But when airbags fail, they can leave you dead.

The government admits it – even as it does nothing to ameliorate it beyond issuing blase voluntary recalls.

Sophie Shulman, who is the deputy director of the federal regulatory apparat that forced everyone who buys a new car to sit in front of an explosive device when they drive it (or ride in it, if you’re a front seat passenger) says: “If you have a model year 2000-2006 BMW with a recalled Takata air bag, get it repaired immediately – for free. These inflators are two decades old now and, with every day that passes, they become even more dangerous as they can rupture even in a minor crash.”

Italics added.

I test drive new cars each week and as part of the process, I like to read through the owner’s manual of each car I drive. It is interesting reading. In the manuals of many new cars you will find advisories about the importance of having the vehicle’s air bags replaced after “x” number of years – typically, around 12-15. These advisories are not for defective air bags.
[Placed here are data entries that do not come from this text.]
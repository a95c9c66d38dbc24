//! Database connection hygiene checks.

use crate::{Detector, Finding, Severity};
use ir::{NodeKind, SyntaxTree};
use regex::Regex;
use std::path::Path;

const DB_MODULES: [&str; 7] = [
    "sqlite3",
    "psycopg2",
    "mysql.connector",
    "pymysql",
    "sqlalchemy",
    "redis",
    "pymongo",
];

/// Redis administrative commands with scan-wide blast radius.
const REDIS_ADMIN_METHODS: [&str; 5] = ["eval", "config_set", "config_get", "flushall", "flushdb"];

/// Flags ephemeral database targets, unencrypted connection settings,
/// dangerous bulk-load statements and administrative cache commands.
pub struct ConnectionHygieneDetector {
    unencrypted_re: Regex,
    plain_scheme_re: Regex,
    bulk_load_re: Regex,
    copy_from_re: Regex,
    ephemeral_severity: Severity,
}

impl ConnectionHygieneDetector {
    pub fn new(severity: Option<Severity>) -> Self {
        Self {
            unencrypted_re: Regex::new(
                r"(?i)(sslmode\s*=\s*disable|use_?ssl\s*=\s*(false|0)|ssl\s*=\s*false|ssl_disabled\s*=\s*true)",
            )
            .expect("valid unencrypted regex"),
            plain_scheme_re: Regex::new(r"(?i)^(mysql|postgres|postgresql)://")
                .expect("valid scheme regex"),
            bulk_load_re: Regex::new(r"(?i)\bLOAD\s+DATA\s+(LOCAL\s+)?INFILE\b")
                .expect("valid bulk load regex"),
            copy_from_re: Regex::new(r"(?i)\bCOPY\s+\S+\s+FROM\b").expect("valid copy regex"),
            ephemeral_severity: severity.unwrap_or(Severity::Low),
        }
    }

    fn check_connect_arg(&self, value: &str, node: &ir::SyntaxNode, file: &Path, out: &mut Vec<Finding>) {
        if value == ":memory:" || value.starts_with("/tmp/") || value.contains("mode=memory") {
            out.push(
                Finding::builder("db", "Database Security", self.ephemeral_severity)
                    .snippet(node.excerpt.clone())
                    .emit(
                        file,
                        node.line,
                        "In-memory or temporary database target; data is not durable",
                        "Use a file-based database with controlled permissions in production",
                    ),
            );
            return;
        }
        if self.unencrypted_re.is_match(value)
            || (self.plain_scheme_re.is_match(value) && !value.contains("sslmode="))
        {
            out.push(
                Finding::builder("db", "Database Security", Severity::Medium)
                    .snippet(node.excerpt.clone())
                    .emit(
                        file,
                        node.line,
                        "Connection configured without transport encryption",
                        "Enable TLS (sslmode=require or equivalent) for database connections",
                    ),
            );
        }
    }
}

impl Detector for ConnectionHygieneDetector {
    fn name(&self) -> &'static str {
        "db"
    }

    fn inspect(&self, tree: &SyntaxTree, file: &Path) -> Vec<Finding> {
        let mut findings = Vec::new();
        for node in tree.walk() {
            match &node.kind {
                NodeKind::Call { args, .. } if node.call_method() == Some("connect") => {
                    for value in args.iter().filter_map(|a| a.as_string_literal()) {
                        self.check_connect_arg(value, node, file, &mut findings);
                    }
                }
                NodeKind::Call { .. }
                    if !node.is_plain_call()
                        && node
                            .call_method()
                            .is_some_and(|m| REDIS_ADMIN_METHODS.contains(&m)) =>
                {
                    let method = node.call_method().unwrap_or_default();
                    findings.push(
                        Finding::builder("db", "Cache Administration", Severity::High)
                            .snippet(node.excerpt.clone())
                            .emit(
                                file,
                                node.line,
                                format!("Administrative cache command '{method}' reachable from application code"),
                                "Restrict administrative commands to operational tooling",
                            ),
                    );
                }
                NodeKind::Call { args, .. }
                    if !node.is_plain_call() && node.call_method() == Some("keys") =>
                {
                    // KEYS blocks the server; only flag the wildcard form.
                    if args
                        .iter()
                        .filter_map(|a| a.as_string_literal())
                        .any(|s| s.contains('*'))
                    {
                        findings.push(
                            Finding::builder("db", "Cache Performance", Severity::Medium)
                                .snippet(node.excerpt.clone())
                                .emit(
                                    file,
                                    node.line,
                                    "KEYS with a wildcard pattern scans the whole keyspace",
                                    "Use SCAN for incremental iteration",
                                ),
                        );
                    }
                }
                NodeKind::StringLiteral(text) => {
                    if self.bulk_load_re.is_match(text) {
                        findings.push(
                            Finding::builder("db", "Bulk Load", Severity::High)
                                .snippet(node.excerpt.clone())
                                .emit(
                                    file,
                                    node.line,
                                    "LOAD DATA INFILE reads server-side files",
                                    "Disable local infile and validate import paths",
                                ),
                        );
                    } else if self.copy_from_re.is_match(text) {
                        findings.push(
                            Finding::builder("db", "Bulk Load", Severity::High)
                                .snippet(node.excerpt.clone())
                                .emit(
                                    file,
                                    node.line,
                                    "COPY FROM ingests files with server privileges",
                                    "Restrict COPY to trusted, validated sources",
                                ),
                        );
                    }
                }
                NodeKind::Import { module } => {
                    if DB_MODULES
                        .iter()
                        .any(|m| module == m || module.starts_with(&format!("{m}.")))
                    {
                        findings.push(
                            Finding::builder("db", "Database Import", Severity::Info).emit(
                                file,
                                node.line,
                                format!("Database library '{module}' imported"),
                                "Ensure secure connection practices are followed",
                            ),
                        );
                    }
                }
                _ => {}
            }
        }
        findings
    }
}

#[cfg(test)]
mod tests {
    use super::*;
    use parsers::parse_python;

    fn scan(src: &str) -> Vec<Finding> {
        let tree = parse_python(src).unwrap();
        ConnectionHygieneDetector::new(None).inspect(&tree, Path::new("test.py"))
    }

    #[test]
    fn memory_database_is_one_low_finding() {
        let findings = scan("conn = sqlite3.connect(\":memory:\")\n");
        assert_eq!(findings.len(), 1);
        assert_eq!(findings[0].severity, Severity::Low);
        assert_eq!(findings[0].kind, "Database Security");
    }

    #[test]
    fn file_database_is_clean() {
        assert!(scan("conn = sqlite3.connect(\"/data/prod.db\")\n").is_empty());
    }

    #[test]
    fn tmp_path_database_is_low() {
        let findings = scan("conn = sqlite3.connect(\"/tmp/scratch.db\")\n");
        assert_eq!(findings.len(), 1);
        assert_eq!(findings[0].severity, Severity::Low);
    }

    #[test]
    fn disabled_ssl_is_medium() {
        let findings =
            scan("conn = psycopg2.connect(\"host=db dbname=app sslmode=disable\")\n");
        assert_eq!(findings.len(), 1);
        assert_eq!(findings[0].severity, Severity::Medium);
    }

    #[test]
    fn plain_scheme_url_without_tls_is_medium() {
        let findings = scan("engine = connect(\"mysql://root@db:3306/app\")\n");
        assert_eq!(findings.len(), 1);
        assert_eq!(findings[0].severity, Severity::Medium);
    }

    #[test]
    fn url_with_sslmode_is_clean() {
        assert!(scan("c = connect(\"postgresql://db/app?sslmode=require\")\n").is_empty());
    }

    #[test]
    fn bulk_load_statements_are_high() {
        let findings = scan(
            "cursor.execute(\"LOAD DATA INFILE '/tmp/d.csv' INTO TABLE users\")\ncursor.execute(\"COPY users FROM '/tmp/u.csv'\")\n",
        );
        assert_eq!(findings.len(), 2);
        assert!(findings.iter().all(|f| f.severity == Severity::High));
    }

    #[test]
    fn redis_admin_commands_are_high_and_keys_medium() {
        let findings = scan("r.flushall()\nr.config_set(\"save\", \"\")\nr.keys(\"session:*\")\n");
        let high = findings
            .iter()
            .filter(|f| f.severity == Severity::High)
            .count();
        let medium = findings
            .iter()
            .filter(|f| f.severity == Severity::Medium)
            .count();
        assert_eq!(high, 2);
        assert_eq!(medium, 1);
    }

    #[test]
    fn keys_with_exact_name_is_clean() {
        assert!(scan("r.keys(\"session:abc\")\n").is_empty());
    }

    #[test]
    fn database_imports_are_info_notes() {
        let findings = scan("import sqlite3\nimport os\nfrom sqlalchemy import create_engine\n");
        let imports: Vec<_> = findings
            .iter()
            .filter(|f| f.kind == "Database Import")
            .collect();
        assert_eq!(imports.len(), 2);
        assert!(imports.iter().all(|f| f.severity == Severity::Info));
    }
}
They are for the ones that aren’t.

For just the same reason the manual tells you to have various other parts of the car checked – and replaced – after a certain number of miles/years go by. People are generally hip to the necessity.

Except as regards air bags.

The reason why is because of the catastrophic cost of replacing even one (the driver’s) air bag, which can easily run to $2,000. The typical car made since the early 2010s has four air bags and many later model vehicles have six – or more. All of them age out, eventually – just like a fan belt or radiator hose. The difference is that it doesn’t cost more than the car’s worth to replace an old fan belt or radiator hose.

On the other hand, how much is your life worth to you?

Which brings up another thing. Who is most likely to be driving a 15-plus-year-old vehicle, such as the ones BMW is advising people to stop driving? If you said kids, you get a star.  These BMWs are now beaters – and so are pretty much all cars that fall into the category of 15-plus-years old. They are old and high miles and so (relatively) cheap – having lost most of their original value.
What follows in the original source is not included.